EXERCISE PROMPT: Lines outside the range are not wanted. Give again exactly the lines between the line holding "holds unknown keys from" and the line holding "are created in", inclusive, from the listing below.

DATA LISTING:
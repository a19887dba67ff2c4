//! Persisted settings for the ownotes application.
//!
//! Settings are stored as a flat JSON record. Loading merges the stored
//! record over the defaults: stored values win, missing or garbled fields
//! fall back, and keys this version does not know are carried through
//! unchanged so a newer record survives a load/save round trip.

use std::{
    fs,
    io::Write,
    path::{Path, PathBuf},
};

use log::{debug, error, warn};
use serde::{de::DeserializeOwned, Deserialize, Serialize};
use serde_json::{Map, Value};
use tempfile::NamedTempFile;
use which::which;

use crate::{OwError, Result};

/// Horizontal placement of the countdown display. Opaque to the timer
/// logic, consumed only by the rendering surface.
#[derive(Debug, Clone, Copy, PartialEq, Eq, Serialize, Deserialize)]
#[serde(rename_all = "lowercase")]
pub enum TimerPosition {
    Left,
    Center,
    Right,
}

/// Application settings record.
///
/// Field names are persisted in camelCase. `extra` holds unknown keys from
/// the stored record so they are preserved on save.
#[derive(Debug, Clone, PartialEq, Serialize, Deserialize)]
#[serde(rename_all = "camelCase", default)]
pub struct Settings {
    /// Name template for new notes; supports {{date}}, {{time}}, {{object}}
    pub note_name: String,

    /// strftime format backing the {{date}} placeholder
    pub date_format: String,

    /// strftime format backing the {{time}} placeholder
    pub time_format: String,

    /// Folder new notes are created in
    pub new_file_location: String,

    /// Whether to prepend the tag line to new notes
    pub add_tag: bool,

    /// Whether to embed a countdown block in new notes
    pub add_timer: bool,

    /// Countdown length in seconds, measured from note creation
    pub timer_duration: u32,

    /// Where the countdown display is aligned
    pub timer_position: TimerPosition,

    /// Switch the active view to reading mode when the countdown expires
    pub timer_auto_read: bool,

    /// Append a rule line after the countdown block
    pub timer_add_rule: bool,

    /// Editor command for opening created notes
    pub editor_command: Option<String>,

    /// Unknown keys from the stored record, preserved through saves
    #[serde(flatten)]
    pub extra: Map<String, Value>,
}

impl Default for Settings {
    fn default() -> Self {
        Settings {
            note_name: "{{date}} ({{object}})".to_string(),
            date_format: "%Y-%m-%d".to_string(),
            time_format: "%H:%M".to_string(),
            new_file_location: "ObjectWriter".to_string(),
            add_tag: true,
            add_timer: false,
            timer_duration: 300,
            timer_position: TimerPosition::Center,
            timer_auto_read: true,
            timer_add_rule: false,
            editor_command: None,
            extra: Map::new(),
        }
    }
}

impl Settings {
    /// Default location of the settings file.
    pub fn default_path() -> PathBuf {
        dirs::config_dir()
            .map(|dir| dir.join("ownotes").join("settings.json"))
            .unwrap_or_else(|| PathBuf::from(".ownotes-settings.json"))
    }

    /// Loads the settings record from `path`.
    ///
    /// Never fails: a missing file, unreadable JSON, or garbled fields all
    /// resolve to defaults for the affected parts.
    pub fn load(path: &Path) -> Settings {
        let raw = match fs::read_to_string(path) {
            Ok(raw) => raw,
            Err(e) if e.kind() == std::io::ErrorKind::NotFound => {
                debug!("No settings file at {}, using defaults", path.display());
                return Settings::default();
            }
            Err(e) => {
                warn!("Failed to read settings from {}: {}", path.display(), e);
                return Settings::default();
            }
        };

        match serde_json::from_str::<Value>(&raw) {
            Ok(stored) => Settings::merge(stored),
            Err(e) => {
                warn!("Settings file {} is not valid JSON: {}", path.display(), e);
                Settings::default()
            }
        }
    }

    /// Merges a stored record over the defaults. Stored values win; a field
    /// that is missing or fails to parse keeps its default. Keys that do not
    /// belong to the record land in `extra`.
    pub fn merge(stored: Value) -> Settings {
        let mut settings = Settings::default();

        let Value::Object(mut map) = stored else {
            warn!("Stored settings are not a JSON object, using defaults");
            return settings;
        };

        take_field(&mut map, "noteName", &mut settings.note_name);
        take_field(&mut map, "dateFormat", &mut settings.date_format);
        take_field(&mut map, "timeFormat", &mut settings.time_format);
        take_field(&mut map, "newFileLocation", &mut settings.new_file_location);
        take_field(&mut map, "addTag", &mut settings.add_tag);
        take_field(&mut map, "addTimer", &mut settings.add_timer);
        take_field(&mut map, "timerDuration", &mut settings.timer_duration);
        take_field(&mut map, "timerPosition", &mut settings.timer_position);
        take_field(&mut map, "timerAutoRead", &mut settings.timer_auto_read);
        take_field(&mut map, "timerAddRule", &mut settings.timer_add_rule);
        take_field(&mut map, "editorCommand", &mut settings.editor_command);

        settings.extra = map;
        settings
    }

    /// Saves the settings record to `path` using an atomic write.
    pub fn save(&self, path: &Path) -> Result<()> {
        let dir = match path.parent() {
            Some(dir) if !dir.as_os_str().is_empty() => dir,
            _ => Path::new("."),
        };
        if !dir.exists() {
            fs::create_dir_all(dir).map_err(|e| {
                error!("Failed to create settings directory {}: {}", dir.display(), e);
                OwError::Io(e)
            })?;
        }

        let json = serde_json::to_string_pretty(self)?;

        let mut temp_file = NamedTempFile::new_in(dir).map_err(|e| {
            error!("Failed to create temporary settings file: {}", e);
            OwError::Io(e)
        })?;
        temp_file.write_all(json.as_bytes())?;
        temp_file.flush()?;
        temp_file.persist(path).map_err(|e| {
            error!("Failed to persist settings to {}: {}", path.display(), e.error);
            OwError::Io(e.error)
        })?;

        debug!("Settings saved to {}", path.display());
        Ok(())
    }

    /// Updates a single field from a `key=value` style assignment. The key
    /// uses the persisted camelCase spelling.
    pub fn set_field(&mut self, key: &str, value: &str) -> Result<()> {
        match key {
            "noteName" => self.note_name = value.to_string(),
            "dateFormat" => self.date_format = value.to_string(),
            "timeFormat" => self.time_format = value.to_string(),
            "newFileLocation" => self.new_file_location = value.to_string(),
            "addTag" => self.add_tag = parse_bool(key, value)?,
            "addTimer" => self.add_timer = parse_bool(key, value)?,
            "timerDuration" => {
                self.timer_duration = value.parse().map_err(|_| OwError::ConfigError {
                    message: format!("{} expects a number of seconds, got '{}'", key, value),
                })?;
            }
            "timerPosition" => {
                self.timer_position = match value.to_lowercase().as_str() {
                    "left" => TimerPosition::Left,
                    "center" => TimerPosition::Center,
                    "right" => TimerPosition::Right,
                    other => {
                        return Err(OwError::ConfigError {
                            message: format!(
                                "{} must be one of left, center, right, got '{}'",
                                key, other
                            ),
                        })
                    }
                };
            }
            "timerAutoRead" => self.timer_auto_read = parse_bool(key, value)?,
            "timerAddRule" => self.timer_add_rule = parse_bool(key, value)?,
            "editorCommand" => {
                self.editor_command = if value.is_empty() {
                    None
                } else {
                    Some(value.to_string())
                };
            }
            other => {
                return Err(OwError::ConfigError {
                    message: format!("Unknown settings key: {}", other),
                });
            }
        }
        Ok(())
    }

    // This method provides smart fallbacks when no editor is configured
    pub fn get_editor_command(&self) -> String {
        // First try the configured editor
        if let Some(editor) = &self.editor_command {
            return editor.clone();
        }

        // Then try environment variable
        if let Ok(editor) = std::env::var("EDITOR") {
            return editor;
        }

        // Fall back to platform defaults
        if cfg!(windows) {
            "notepad".to_string()
        } else if cfg!(target_os = "macos") {
            "open -t".to_string()
        } else {
            // Try common Linux editors
            for editor in &["nano", "vim", "vi", "emacs"] {
                if which(editor).is_ok() {
                    return editor.to_string();
                }
            }
            "nano".to_string()
        }
    }
}

/// Moves `key` out of the stored map into `slot` when it parses as the
/// expected type; a garbled value is dropped so it does not shadow the
/// default on the next save.
fn take_field<T: DeserializeOwned>(map: &mut Map<String, Value>, key: &str, slot: &mut T) {
    if let Some(value) = map.remove(key) {
        match serde_json::from_value(value) {
            Ok(parsed) => *slot = parsed,
            Err(e) => warn!("Ignoring malformed settings field '{}': {}", key, e),
        }
    }
}

fn parse_bool(key: &str, value: &str) -> Result<bool> {
    value.parse().map_err(|_| OwError::ConfigError {
        message: format!("{} expects true or false, got '{}'", key, value),
    })
}

#[cfg(test)]
mod tests {
    use super::*;
    use serde_json::json;

    #[test]
    fn missing_fields_fall_back_to_defaults() {
        let settings = Settings::merge(json!({ "noteName": "{{object}}" }));
        assert_eq!(settings.note_name, "{{object}}");
        assert_eq!(settings.date_format, "%Y-%m-%d");
        assert_eq!(settings.timer_duration, 300);
        assert!(settings.add_tag);
    }

    #[test]
    fn stored_values_win_over_defaults() {
        let settings = Settings::merge(json!({
            "addTag": false,
            "addTimer": true,
            "timerDuration": 60,
            "timerPosition": "right"
        }));
        assert!(!settings.add_tag);
        assert!(settings.add_timer);
        assert_eq!(settings.timer_duration, 60);
        assert_eq!(settings.timer_position, TimerPosition::Right);
    }

    #[test]
    fn garbled_field_falls_back_silently() {
        let settings = Settings::merge(json!({ "timerDuration": "soon", "addTag": false }));
        assert_eq!(settings.timer_duration, 300);
        assert!(!settings.add_tag);
    }

    #[test]
    fn unknown_keys_survive_a_save_round_trip() {
        let settings = Settings::merge(json!({
            "noteName": "{{time}}",
            "futureFeature": { "enabled": true }
        }));
        assert_eq!(settings.extra.get("futureFeature"), Some(&json!({ "enabled": true })));

        let reloaded: Value =
            serde_json::from_str(&serde_json::to_string(&settings).unwrap()).unwrap();
        assert_eq!(reloaded["futureFeature"], json!({ "enabled": true }));
        assert_eq!(reloaded["noteName"], json!("{{time}}"));
    }

    #[test]
    fn load_returns_defaults_for_missing_file() {
        let dir = tempfile::tempdir().unwrap();
        let settings = Settings::load(&dir.path().join("nope.json"));
        assert_eq!(settings, Settings::default());
    }

    #[test]
    fn save_then_load_round_trips() {
        let dir = tempfile::tempdir().unwrap();
        let path = dir.path().join("settings.json");

        let mut settings = Settings::default();
        settings.set_field("newFileLocation", "Prompts").unwrap();
        settings.set_field("addTimer", "true").unwrap();
        settings.save(&path).unwrap();

        let loaded = Settings::load(&path);
        assert_eq!(loaded.new_file_location, "Prompts");
        assert!(loaded.add_timer);
    }

    #[test]
    fn set_field_rejects_unknown_keys_and_bad_values() {
        let mut settings = Settings::default();
        assert!(settings.set_field("colour", "red").is_err());
        assert!(settings.set_field("timerDuration", "soon").is_err());
        assert!(settings.set_field("timerPosition", "top").is_err());
    }
}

FINAL ANSWER:
/// Field names are persisted in camelCase. `extra` holds unknown keys from
/// the stored record so they are preserved on save.
#[derive(Debug, Clone, PartialEq, Serialize, Deserialize)]
#[serde(rename_all = "camelCase", default)]
pub struct Settings {
    /// Name template for new notes; supports {{date}}, {{time}}, {{object}}
    pub note_name: String,

    /// strftime format backing the {{date}} placeholder
    pub date_format: String,

    /// strftime format backing the {{time}} placeholder
    pub time_format: String,

    /// Folder new notes are created in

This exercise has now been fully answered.